For most proteins, standard SDS-PAGE works well to separate the molecules prior to downstream applications, such as Western blotting. But what if you are working with small molecular weight proteins, like something smaller than 10kDa (cringe)? These proteins are notoriously difficult to resolve. They do not bind SDS well, a key component in the separation of proteins. In addition, small molecular weight proteins migrate with the buffer front and do not separate out from one another as easily.
When working with very small proteins, you need to rethink your gel. Here are a couple of options you might want to consider.
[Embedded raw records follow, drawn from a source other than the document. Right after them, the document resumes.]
//! Attribute catalog.
//!
//! The engine never owns template data; it consumes it through the
//! [`AttributeCatalog`] trait, treating it as an immutable lookup service.
//! [`StaticCatalog`] is the bundled in-memory implementation, loadable
//! from a JSON dump, used by tests and tooling.

use crate::effect::EffectDef;
use crate::ident::{AttrId, GroupId, SkillId, TypeId};
use serde::{Deserialize, Serialize};
use std::collections::HashMap;

fn default_stackable() -> bool {
    true
}

/// Metadata of an attribute definition.
#[derive(Debug, Clone, PartialEq, Serialize, Deserialize)]
pub struct AttrDef {
    pub id: AttrId,
    /// When false, penalizable modifier contributions to this attribute
    /// are subject to the stacking penalty.
    #[serde(default = "default_stackable")]
    pub stackable: bool,
}

/// An item template: base attribute values plus declared effects.
#[derive(Debug, Clone, Default, PartialEq, Serialize, Deserialize)]
pub struct TypeDef {
    pub id: TypeId,
    /// Template group, used by group-filtered modifiers.
    #[serde(default)]
    pub group: Option<GroupId>,
    /// Base attribute values.
    #[serde(default)]
    pub attrs: HashMap<AttrId, f64>,
    /// Effects carried by instances of this template.
    #[serde(default)]
    pub effects: Vec<EffectDef>,
    /// Skill requirements, as skill id to required level.
    #[serde(default)]
    pub skill_reqs: HashMap<SkillId, u32>,
}

/// Read-only lookup of template data.
///
/// All lookups are total: unknown ids yield `None` or an empty slice,
/// never an error. Implementations must be immutable for as long as any
/// fit reads from them; swapping data means swapping the catalog object.
pub trait AttributeCatalog: Send + Sync {
    /// Metadata for an attribute definition.
    fn attr_def(&self, attr: AttrId) -> Option<&AttrDef>;

    /// Base value of an attribute on a template, if the template declares it.
    fn base_attr(&self, type_id: TypeId, attr: AttrId) -> Option<f64>;

    /// Effects declared by a template, in declaration order.
    fn effects(&self, type_id: TypeId) -> &[EffectDef];

    /// Group of a template.
    fn group(&self, type_id: TypeId) -> Option<GroupId>;

    /// Skill requirements of a template.
    fn skill_requirements(&self, type_id: TypeId) -> Option<&HashMap<SkillId, u32>>;

    /// Whether a template requires the given skill.
    fn has_skill_requirement(&self, type_id: TypeId, skill: SkillId) -> bool {
        self.skill_requirements(type_id)
            .is_some_and(|reqs| reqs.contains_key(&skill))
    }
}

/// In-memory catalog backed by hash maps.
///
/// # Examples
///
/// ```rust
/// use fitcalc::{AttrDef, AttrId, AttributeCatalog, StaticCatalog, TypeDef, TypeId};
///
/// let mut catalog = StaticCatalog::new();
/// catalog.add_attr(AttrDef { id: AttrId(1), stackable: true });
/// catalog.add_type(TypeDef {
///     id: TypeId(10),
///     attrs: [(AttrId(1), 100.0)].into(),
///     ..Default::default()
/// });
///
/// assert_eq!(catalog.base_attr(TypeId(10), AttrId(1)), Some(100.0));
/// assert_eq!(catalog.base_attr(TypeId(10), AttrId(2)), None);
/// assert_eq!(catalog.base_attr(TypeId(99), AttrId(1)), None);
/// ```
#[derive(Debug, Clone, Default, Serialize, Deserialize)]
pub struct StaticCatalog {
    #[serde(default)]
    attrs: HashMap<AttrId, AttrDef>,
    #[serde(default)]
    types: HashMap<TypeId, TypeDef>,
}

impl StaticCatalog {
    /// Create an empty catalog.
    pub fn new() -> Self {
        Self::default()
    }

    /// Load a catalog from a JSON dump.
    ///
    /// The dump format mirrors the in-memory layout: a map of attribute
    /// definitions and a map of type definitions, keyed by id.
    pub fn from_json(json: &str) -> Result<Self, serde_json::Error> {
        serde_json::from_str(json)
    }

    /// Register an attribute definition, replacing any previous one.
    pub fn add_attr(&mut self, def: AttrDef) -> &mut Self {
        self.attrs.insert(def.id, def);
        self
    }

    /// Register a type definition, replacing any previous one.
    pub fn add_type(&mut self, def: TypeDef) -> &mut Self {
        self.types.insert(def.id, def);
        self
    }
}

impl AttributeCatalog for StaticCatalog {
    fn attr_def(&self, attr: AttrId) -> Option<&AttrDef> {
        self.attrs.get(&attr)
    }

    fn base_attr(&self, type_id: TypeId, attr: AttrId) -> Option<f64> {
        self.types.get(&type_id)?.attrs.get(&attr).copied()
    }

    fn effects(&self, type_id: TypeId) -> &[EffectDef] {
        self.types
            .get(&type_id)
            .map(|t| t.effects.as_slice())
            .unwrap_or(&[])
    }

    fn group(&self, type_id: TypeId) -> Option<GroupId> {
        self.types.get(&type_id)?.group
    }

    fn skill_requirements(&self, type_id: TypeId) -> Option<&HashMap<SkillId, u32>> {
        Some(&self.types.get(&type_id)?.skill_reqs)
    }
}
//! Effect definitions and run-state rules.
//!
//! An effect is a named bundle of modifiers with an activation category.
//! Whether an effect is actually running on a given item depends on the
//! item's state, the per-item activability toggle, an optional chance
//! roll, and an optional force override. Only running effects contribute
//! modifiers.

use crate::ident::{AttrId, EffectId};
use crate::modifier::Modifier;
use crate::state::State;
use serde::{Deserialize, Serialize};

/// Activation category of an effect.
///
/// The category determines the minimum item state required for the effect
/// to run under full compliance.
#[derive(Debug, Clone, Copy, Hash, PartialEq, Eq, Serialize, Deserialize)]
pub enum EffectCategory {
    /// Always running while the item is fitted.
    Passive,
    /// Requires the item to be powered up.
    Online,
    /// Requires the item to be cycling.
    Active,
    /// Applied to a projected target; requires the item to be cycling.
    Target,
    /// Requires the item to be overloaded.
    Overload,
    /// System-wide environment effect; runs while fitted.
    System,
}

impl EffectCategory {
    /// Minimum item state at which effects of this category run.
    ///
    /// # Examples
    ///
    /// ```rust
    /// use fitcalc::{EffectCategory, State};
    ///
    /// assert_eq!(EffectCategory::Passive.required_state(), State::Offline);
    /// assert_eq!(EffectCategory::Active.required_state(), State::Active);
    /// ```
    pub fn required_state(self) -> State {
        match self {
            EffectCategory::Passive | EffectCategory::System => State::Offline,
            EffectCategory::Online => State::Online,
            EffectCategory::Active | EffectCategory::Target => State::Active,
            EffectCategory::Overload => State::Overload,
        }
    }
}

/// An effect as declared by an item template.
#[derive(Debug, Clone, PartialEq, Serialize, Deserialize)]
pub struct EffectDef {
    pub id: EffectId,
    pub category: EffectCategory,
    /// Modifiers applied while the effect runs.
    #[serde(default)]
    pub modifiers: Vec<Modifier>,
    /// Attribute whose computed value on the carrying item is the
    /// activation probability. `None` for unconditional effects.
    #[serde(default)]
    pub chance_attr: Option<AttrId>,
}

/// Per-item override of an effect's run decision.
#[derive(Debug, Clone, Copy, Default, Hash, PartialEq, Eq, Serialize, Deserialize)]
pub enum EffectMode {
    /// Run iff unblocked, state-permitted and chance-accepted.
    #[default]
    FullCompliance,
    /// Run regardless of state, activability and chance.
    ForceRun,
    /// Never run.
    ForceStop,
}

/// Why an effect is or is not running on an item.
#[derive(Debug, Clone, Copy, Hash, PartialEq, Eq)]
pub enum RunState {
    /// Blocked via the activability toggle or force-stopped.
    Blocked,
    /// Item state is below the category's required state.
    StateGated,
    /// The last activation roll failed.
    ChanceRejected,
    /// Contributing modifiers.
    Running,
}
The tris-tricine gel system was developed by Shaggar and Von Jagow to resolve proteins as small as 1 kDa. The tris-tricine system uses 2 different running buffers, an anode buffer and a cathode buffer, which contains tricine, in place of a single electrophoresis buffer containing glycine. Depending on the percentage of acrylamide used in the gel, they can be used to finely resolve small molecular weight proteins between 1-100 kDa.
Tris-tricine gels boast:
- Excellent resolution of proteins between 1-100 kDa using acrylamide concentrations of 10-16.5%
- A system that does not require urea, which can interfere with downstream procedures (although urea can also be added for higher resolution)
- The use of large amounts of protein without worrying about overloading the gel
- Being able to use proteins dissolved in high ionic strength solutions
- Simplified gel pouring compared to gradient gels
- Efficient transfer out of the gel during blotting
Detailed protocols for preparing, staining and blotting using the tris-tricine system can be found here. You can also buy tris-tricine gels and buffers from multiple companies.
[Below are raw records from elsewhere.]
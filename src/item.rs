//! Items and their placement.
//!
//! An item is an instance of a template attached to a fit at a slot. It
//! carries the mutable per-instance data the calculator needs: activation
//! state and the per-effect records (activability, force override, chance
//! outcome). Capabilities are plain fields, not behavior inherited from
//! anywhere: the placement record and the effect-state record together
//! describe everything an item can do.

use crate::effect::{EffectDef, EffectMode, RunState};
use crate::ident::{EffectId, ItemId, TypeId};
use crate::modifier::Domain;
use crate::state::State;
use serde::{Deserialize, Serialize};
use std::collections::HashMap;

/// Placement of an item inside a fit.
#[derive(Debug, Clone, Copy, Hash, PartialEq, Eq, Serialize, Deserialize)]
pub enum Slot {
    /// The ship hull; root of the ship domain. At most one per fit.
    Ship,
    /// The character sheet; root of the character domain. At most one.
    Character,
    ModuleHigh,
    ModuleMid,
    ModuleLow,
    Rig,
    /// In space, owned by the character.
    Drone,
    Implant,
    Skill,
    /// Loaded into the given module.
    Charge(ItemId),
}

impl Slot {
    /// Domain the occupant belongs to for domain-filtered modifiers.
    ///
    /// Roots and drones belong to no domain: the hull and character sheet
    /// are reached through the item filter, drones through the
    /// owner-modifiable filter.
    pub fn parent_domain(self) -> Option<Domain> {
        match self {
            Slot::ModuleHigh
            | Slot::ModuleMid
            | Slot::ModuleLow
            | Slot::Rig
            | Slot::Charge(_) => Some(Domain::Ship),
            Slot::Implant | Slot::Skill => Some(Domain::Character),
            Slot::Ship | Slot::Character | Slot::Drone => None,
        }
    }

    /// Whether the occupant's attributes belong to the character rather
    /// than the hull, making it a target for owner-skill modifiers.
    pub fn owner_modifiable(self) -> bool {
        matches!(self, Slot::Drone | Slot::Charge(_))
    }

    /// Whether this slot can hold a loaded charge.
    pub fn is_module(self) -> bool {
        matches!(self, Slot::ModuleHigh | Slot::ModuleMid | Slot::ModuleLow)
    }
}

/// Mutable per-(item, effect) record.
#[derive(Debug, Clone, Copy, PartialEq, Eq)]
pub struct EffectState {
    /// Set through the activability toggle; a blocked effect never runs
    /// under full compliance.
    pub blocked: bool,
    /// Force override.
    pub mode: EffectMode,
    /// Outcome of the last activation roll. Chance-based effects start
    /// accepted and only change through an explicit re-roll.
    pub chance_accepted: bool,
}

impl Default for EffectState {
    fn default() -> Self {
        Self {
            blocked: false,
            mode: EffectMode::FullCompliance,
            chance_accepted: true,
        }
    }
}

/// An item instance attached to a fit.
#[derive(Debug, Clone)]
pub struct Item {
    pub id: ItemId,
    pub type_id: TypeId,
    pub slot: Slot,
    pub state: State,
    /// Records for effects whose state has diverged from the default;
    /// untouched effects behave per [`EffectState::default`].
    pub effect_states: HashMap<EffectId, EffectState>,
    /// Charge currently loaded into this module, if any.
    pub charge: Option<ItemId>,
}

impl Item {
    pub fn new(id: ItemId, type_id: TypeId, slot: Slot) -> Self {
        Self {
            id,
            type_id,
            slot,
            state: State::Offline,
            effect_states: HashMap::new(),
            charge: None,
        }
    }

    /// Current record for an effect, defaulted if never touched.
    pub fn effect_state(&self, effect: EffectId) -> EffectState {
        self.effect_states.get(&effect).copied().unwrap_or_default()
    }

    /// Run-state of an effect on this item.
    pub fn effect_run_state(&self, effect: &EffectDef) -> RunState {
        let record = self.effect_state(effect.id);
        match record.mode {
            EffectMode::ForceStop => return RunState::Blocked,
            EffectMode::ForceRun => return RunState::Running,
            EffectMode::FullCompliance => {}
        }
        if record.blocked {
            RunState::Blocked
        } else if self.state < effect.category.required_state() {
            RunState::StateGated
        } else if effect.chance_attr.is_some() && !record.chance_accepted {
            RunState::ChanceRejected
        } else {
            RunState::Running
        }
    }

    /// Whether an effect currently contributes its modifiers.
    pub fn effect_runs(&self, effect: &EffectDef) -> bool {
        self.effect_run_state(effect) == RunState::Running
    }
}

#[cfg(test)]
mod tests {
    use super::*;
    use crate::effect::EffectCategory;

    fn effect(category: EffectCategory) -> EffectDef {
        EffectDef {
            id: EffectId(1),
            category,
            modifiers: Vec::new(),
            chance_attr: None,
        }
    }

    #[test]
    fn test_slot_parent_domain() {
        assert_eq!(Slot::ModuleHigh.parent_domain(), Some(Domain::Ship));
        assert_eq!(Slot::Rig.parent_domain(), Some(Domain::Ship));
        assert_eq!(Slot::Charge(ItemId(3)).parent_domain(), Some(Domain::Ship));
        assert_eq!(Slot::Implant.parent_domain(), Some(Domain::Character));
        assert_eq!(Slot::Ship.parent_domain(), None);
        assert_eq!(Slot::Drone.parent_domain(), None);
    }

    #[test]
    fn test_slot_owner_modifiable() {
        assert!(Slot::Drone.owner_modifiable());
        assert!(Slot::Charge(ItemId(3)).owner_modifiable());
        assert!(!Slot::ModuleHigh.owner_modifiable());
        assert!(!Slot::Ship.owner_modifiable());
    }

    #[test]
    fn test_state_gating() {
        let mut item = Item::new(ItemId(1), TypeId(1), Slot::ModuleHigh);
        let active_effect = effect(EffectCategory::Active);

        assert_eq!(item.effect_run_state(&active_effect), RunState::StateGated);
        item.state = State::Online;
        assert_eq!(item.effect_run_state(&active_effect), RunState::StateGated);
        item.state = State::Active;
        assert!(item.effect_runs(&active_effect));
        assert!(item.effect_runs(&effect(EffectCategory::Passive)));
    }

    #[test]
    fn test_blocked_effect() {
        let mut item = Item::new(ItemId(1), TypeId(1), Slot::ModuleHigh);
        let passive = effect(EffectCategory::Passive);
        assert!(item.effect_runs(&passive));

        item.effect_states.insert(
            passive.id,
            EffectState {
                blocked: true,
                ..Default::default()
            },
        );
        assert_eq!(item.effect_run_state(&passive), RunState::Blocked);
    }

    #[test]
    fn test_force_overrides() {
        let mut item = Item::new(ItemId(1), TypeId(1), Slot::ModuleHigh);
        let active_effect = effect(EffectCategory::Active);

        item.effect_states.insert(
            active_effect.id,
            EffectState {
                mode: EffectMode::ForceRun,
                ..Default::default()
            },
        );
        // Forced to run even though the item is offline.
        assert!(item.effect_runs(&active_effect));

        item.state = State::Active;
        item.effect_states.insert(
            active_effect.id,
            EffectState {
                mode: EffectMode::ForceStop,
                ..Default::default()
            },
        );
        assert_eq!(item.effect_run_state(&active_effect), RunState::Blocked);
    }

    #[test]
    fn test_chance_rejection() {
        let mut item = Item::new(ItemId(1), TypeId(1), Slot::ModuleHigh);
        let mut chance_effect = effect(EffectCategory::Passive);
        chance_effect.chance_attr = Some(crate::ident::AttrId(9));

        // Accepted until a roll says otherwise.
        assert!(item.effect_runs(&chance_effect));

        item.effect_states.insert(
            chance_effect.id,
            EffectState {
                chance_accepted: false,
                ..Default::default()
            },
        );
        assert_eq!(
            item.effect_run_state(&chance_effect),
            RunState::ChanceRejected
        );
    }
}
As their name implies, gradient gels contain a continuous linear gradient of acrylamide throughout the gel. The range of acrylamide can be between 3-30%, but you adjust the range to optimize resolution of your protein. As proteins move through the increasing acrylamide concentration, and hence, decreasing pore size, they migrate until the pore size stops their movement. And they don’t really move much further. This allows you to resolve larger proteins as well as small molecular weight proteins.
Gradient gels are known for:
- Enhanced resolution
- Sharp protein bands
- Resolving complex protein mixtures with varying molecular weights on a single gel
Making your own gradient gel can be tricky and requires a gradient gel apparatus for pouring. However, many companies sell pre-poured gradient gels with varying ranges.
Remember – don’t let the size of your protein deter you, you can resolve the issues!